Red jerked his arms defiantly out of Cappy’s grip as the policeman shoved him into Interrogation Room 1, where he tripped over a wooden chair and crashed to the floor.
“Sorry, big fella.” Cappy shrugged. “Thought I warned you about that first step.”
“Richard Earl Evans,” Jacobi announced. “AKA Red, Boomer, Duke. Don’t feel insulted if he doesn’t stand up and shake hands.”
“This is what you thought I meant by no contact?” I said, looking cross but inside delighted that they had brought him in.
“The guy’s got a CCI sheet so long it begins with ‘Call me Ishmael.’ ” Jacobi grinned. “Theft, aggravated mischief, attempted murder, two weapons charges.”
“Behold,” exclaimed Cappy, producing a dime bag of marijuana, a five-inch hunter’s blade, and a palm-sized Beretta .22-caliber pistol out of a Nordstrom’s shopping bag.
“He know why he’s here?” I asked.
“Nah,” Cappy grunted. “We busted him on the gun charge. Let him cool his jets in the backseat.”
The three of us crowded into the small interrogation room facing Richard Earl Evans. The creep leered up at us with a smug grin, sleeves of tattoos covering both arms. He wore a black T-shirt with block letters on the back: “If You Can Read This… the Bitch Must’ve Fallen Off!”
I nodded, and Cappy freed him from the cuffs. “You know why you’re here, Mr. Evans?”

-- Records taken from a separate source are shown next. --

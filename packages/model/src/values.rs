use indexmap::IndexMap;
use serde::{Deserialize, Serialize};

/// Prop name -> value mapping. Insertion order is preserved so that
/// regenerated source keeps the author's prop ordering.
pub type PropValues = IndexMap<String, PropVal>;

/// The closed set of value types a prop can declare.
#[derive(Debug, Clone, Copy, PartialEq, Eq, Hash, Serialize, Deserialize)]
pub enum PropValueType {
    #[serde(rename = "number")]
    Number,
    #[serde(rename = "string")]
    String,
    #[serde(rename = "boolean")]
    Boolean,
    HexColor,
    ReactNode,
    Object,
    Array,
    Record,
}

impl PropValueType {
    /// Maps a source-level type name to a value type, if it is one of the
    /// recognized primitives.
    pub fn from_type_name(name: &str) -> Option<Self> {
        match name {
            "number" => Some(Self::Number),
            "string" => Some(Self::String),
            "boolean" => Some(Self::Boolean),
            "HexColor" => Some(Self::HexColor),
            "ReactNode" | "React.ReactNode" => Some(Self::ReactNode),
            _ => None,
        }
    }
}

/// A prop's value: either a concrete literal or an opaque source expression
/// evaluated at render time.
#[derive(Debug, Clone, PartialEq, Serialize, Deserialize)]
#[serde(rename_all = "camelCase")]
pub enum PropVal {
    Literal(LiteralProp),
    Expression(ExpressionProp),
}

/// Concrete literal values. Object and Array literals recursively contain
/// further `PropVal`s; an expression nested inside them stays opaque.
#[derive(Debug, Clone, PartialEq, Serialize, Deserialize)]
#[serde(rename_all = "camelCase")]
pub enum LiteralProp {
    Number(f64),
    String(String),
    Boolean(bool),
    /// 6-hex-digit color string, e.g. `#ffffff`.
    HexColor(String),
    Object(PropValues),
    Array(Vec<PropVal>),
}

/// An opaque source-text fragment, tagged with the type it evaluates to.
/// The text is never re-interpreted as a nested structure.
#[derive(Debug, Clone, PartialEq, Serialize, Deserialize)]
#[serde(rename_all = "camelCase")]
pub struct ExpressionProp {
    pub value_type: PropValueType,
    pub value: String,
}

impl PropVal {
    pub fn literal_string(value: impl Into<String>) -> Self {
        PropVal::Literal(LiteralProp::String(value.into()))
    }

    pub fn literal_number(value: f64) -> Self {
        PropVal::Literal(LiteralProp::Number(value))
    }

    pub fn literal_boolean(value: bool) -> Self {
        PropVal::Literal(LiteralProp::Boolean(value))
    }

    pub fn expression(value_type: PropValueType, value: impl Into<String>) -> Self {
        PropVal::Expression(ExpressionProp {
            value_type,
            value: value.into(),
        })
    }

    pub fn value_type(&self) -> PropValueType {
        match self {
            PropVal::Literal(literal) => literal.value_type(),
            PropVal::Expression(expression) => expression.value_type,
        }
    }

    pub fn as_expression(&self) -> Option<&ExpressionProp> {
        match self {
            PropVal::Expression(expression) => Some(expression),
            PropVal::Literal(_) => None,
        }
    }
}

impl LiteralProp {
    pub fn value_type(&self) -> PropValueType {
        match self {
            LiteralProp::Number(_) => PropValueType::Number,
            LiteralProp::String(_) => PropValueType::String,
            LiteralProp::Boolean(_) => PropValueType::Boolean,
            LiteralProp::HexColor(_) => PropValueType::HexColor,
            LiteralProp::Object(_) => PropValueType::Object,
            LiteralProp::Array(_) => PropValueType::Array,
        }
    }
}

#[cfg(test)]
mod tests {
    use super::*;

    #[test]
    fn test_value_types() {
        assert_eq!(
            PropVal::literal_string("hi").value_type(),
            PropValueType::String
        );
        assert_eq!(
            PropVal::Literal(LiteralProp::HexColor("#abcdef".to_string())).value_type(),
            PropValueType::HexColor
        );
        assert_eq!(
            PropVal::expression(PropValueType::Array, "document.services").value_type(),
            PropValueType::Array
        );
    }

    #[test]
    fn test_from_type_name() {
        assert_eq!(
            PropValueType::from_type_name("number"),
            Some(PropValueType::Number)
        );
        assert_eq!(
            PropValueType::from_type_name("React.ReactNode"),
            Some(PropValueType::ReactNode)
        );
        assert_eq!(PropValueType::from_type_name("ColorProp"), None);
    }
}
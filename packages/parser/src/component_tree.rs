//! Component-tree extraction from a file's returned markup
//!
//! Walks the JSX expression returned by the default-exported component
//! and flattens it into a [`ComponentTree`]: nodes in document order,
//! children linked to parents by uuid. Classification of each tag runs
//! against a read-only [`MetadataSnapshot`]; a tag the snapshot cannot
//! resolve becomes an error node instead of failing the parse.

use crate::error::{ParseError, ParseResult};
use crate::literal;
use crate::source_file::SourceFile;
use crate::tokenizer::{tokenize, Token};
use std::ops::Range;
use tracery_model::{
    BuiltInState, ComponentState, ComponentTree, ErrorComponentState, FileMetadataKind,
    FragmentState, IdGenerator, MetadataSnapshot, PropShape, PropVal, PropValues, RepeatedComponent,
    RepeatedComponentKind, RepeaterState, StandardComponentState,
};

/// Parse the component tree of `file`'s default export.
///
/// A component function with no return statement yields an empty tree.
pub fn parse_component_tree(
    file: &SourceFile,
    snapshot: &MetadataSnapshot,
) -> ParseResult<ComponentTree> {
    let func = file.default_exported_component()?;
    let Some(ret) = file.return_statement(&func) else {
        return Ok(Vec::new());
    };
    let expr_text = file.slice(&ret.expr_span);
    let tokens = tokenize(expr_text);
    let mut parser = ComponentTreeParser {
        expr_text,
        tokens: &tokens,
        pos: 0,
        ids: IdGenerator::new(&file.filepath().display().to_string()),
        snapshot,
        filepath: file.filepath().display().to_string(),
        tree: Vec::new(),
    };
    parser.parse()
}

struct ComponentTreeParser<'a, 'src> {
    expr_text: &'src str,
    tokens: &'a [(Token<'src>, Range<usize>)],
    pos: usize,
    ids: IdGenerator,
    snapshot: &'a MetadataSnapshot,
    filepath: String,
    tree: ComponentTree,
}

enum RawAttr {
    Bare,
    Quoted(String),
    Braced(Range<usize>),
}
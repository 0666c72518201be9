use thiserror::Error;
use tracery_parser::ParseError;

pub type WriteResult<T> = Result<T, WriteError>;

#[derive(Error, Debug)]
pub enum WriteError {
    #[error("Overlapping edits: {first_start}..{first_end} and {second_start}..{second_end}")]
    OverlappingEdits {
        first_start: usize,
        first_end: usize,
        second_start: usize,
        second_end: usize,
    },

    #[error("Edit span {start}..{end} is out of bounds for source of length {len}")]
    EditOutOfBounds {
        start: usize,
        end: usize,
        len: usize,
    },

    #[error("Stream configuration is malformed: {message}")]
    InvalidStreamConfig { message: String },

    #[error("Component \"{component_name}\" has no known source file")]
    UnknownComponent { component_name: String },

    #[error(transparent)]
    Parse(#[from] ParseError),
}
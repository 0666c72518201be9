use indexmap::IndexMap;
use serde::{Deserialize, Serialize};

use crate::values::PropValueType;

/// Declared type contract for a component's configurable values, keyed by
/// prop name in declaration order.
pub type PropShape = IndexMap<String, PropMetadata>;

/// One entry of a prop shape.
#[derive(Debug, Clone, PartialEq, Serialize, Deserialize)]
#[serde(rename_all = "camelCase")]
pub struct PropMetadata {
    pub prop_type: PropType,
    pub required: bool,
    #[serde(skip_serializing_if = "Option::is_none")]
    pub doc: Option<String>,
}

impl PropMetadata {
    pub fn required(prop_type: PropType) -> Self {
        Self {
            prop_type,
            required: true,
            doc: None,
        }
    }

    pub fn optional(prop_type: PropType) -> Self {
        Self {
            prop_type,
            required: false,
            doc: None,
        }
    }

    pub fn with_doc(mut self, doc: impl Into<String>) -> Self {
        self.doc = Some(doc.into());
        self
    }
}

/// The closed set of declarable prop types.
#[derive(Debug, Clone, PartialEq, Serialize, Deserialize)]
#[serde(rename_all = "camelCase")]
pub enum PropType {
    /// number | string | boolean | HexColor | ReactNode
    Simple(PropValueType),
    /// A union of string literals, collapsed to a string type carrying the
    /// allowed values.
    StringUnion(Vec<String>),
    /// Nested object literal type.
    Object(PropShape),
    /// Homogeneous array with a declared item type.
    Array(Box<PropType>),
    /// `Record<string, any>`-style open mapping.
    Record,
}

impl PropType {
    pub fn value_type(&self) -> PropValueType {
        match self {
            PropType::Simple(value_type) => *value_type,
            PropType::StringUnion(_) => PropValueType::String,
            PropType::Object(_) => PropValueType::Object,
            PropType::Array(_) => PropValueType::Array,
            PropType::Record => PropValueType::Record,
        }
    }

    pub fn union_values(&self) -> Option<&[String]> {
        match self {
            PropType::StringUnion(values) => Some(values),
            _ => None,
        }
    }

    pub fn object_shape(&self) -> Option<&PropShape> {
        match self {
            PropType::Object(shape) => Some(shape),
            _ => None,
        }
    }
}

“I know you guys are in deep shit if you think I’m talking to you.” Evans sniffed a mixture of mucus and blood. “You got no teeth in Vallejo.”
I raised the bag of dope. “Santa seems to have brought you a lot of naughty toys. Two felonies… still on parole for a weapons charge. Time at Folsom, Quentin. My sense is you must like it there, ’cause next time up, you qualify for the thirty-year lease.”
“One thing I do know”—Evans rolled his eyes—“is you didn’t drag me all this way for some two-bit weapons rap. The sign on the door says Homicide.”
“No, big fella, you’re right,” Cappy injected. “Tossing your sorry ass in jail on a gun charge is only a hobby for us. But depending on how you answer a few questions, that weapons rap could determine where you spend the next thirty years.”
“Pupshit,” the biker grunted, leveling his cold, hard eyes in his face. “That’s all you assholes got on me.”
Cappy shrugged, then brought the flat end of an unopened soda can down hard on the biker’s hand.
Evans yelped in pain.
“Damn, I thought you said you were thirsty,” Cappy said contritely.
Red leered at Cappy, no doubt imagining running over the cop’s face with his bike.
“But you’re right, Mr. Evans,” I said. “We didn’t ask you down here to go over your current possessions, though it wouldn’t take much to hand your sorry ass right over to the Vallejo police. But today could work out lucky for you. Cappy, ask Mr. Evans if he’d like another drink.”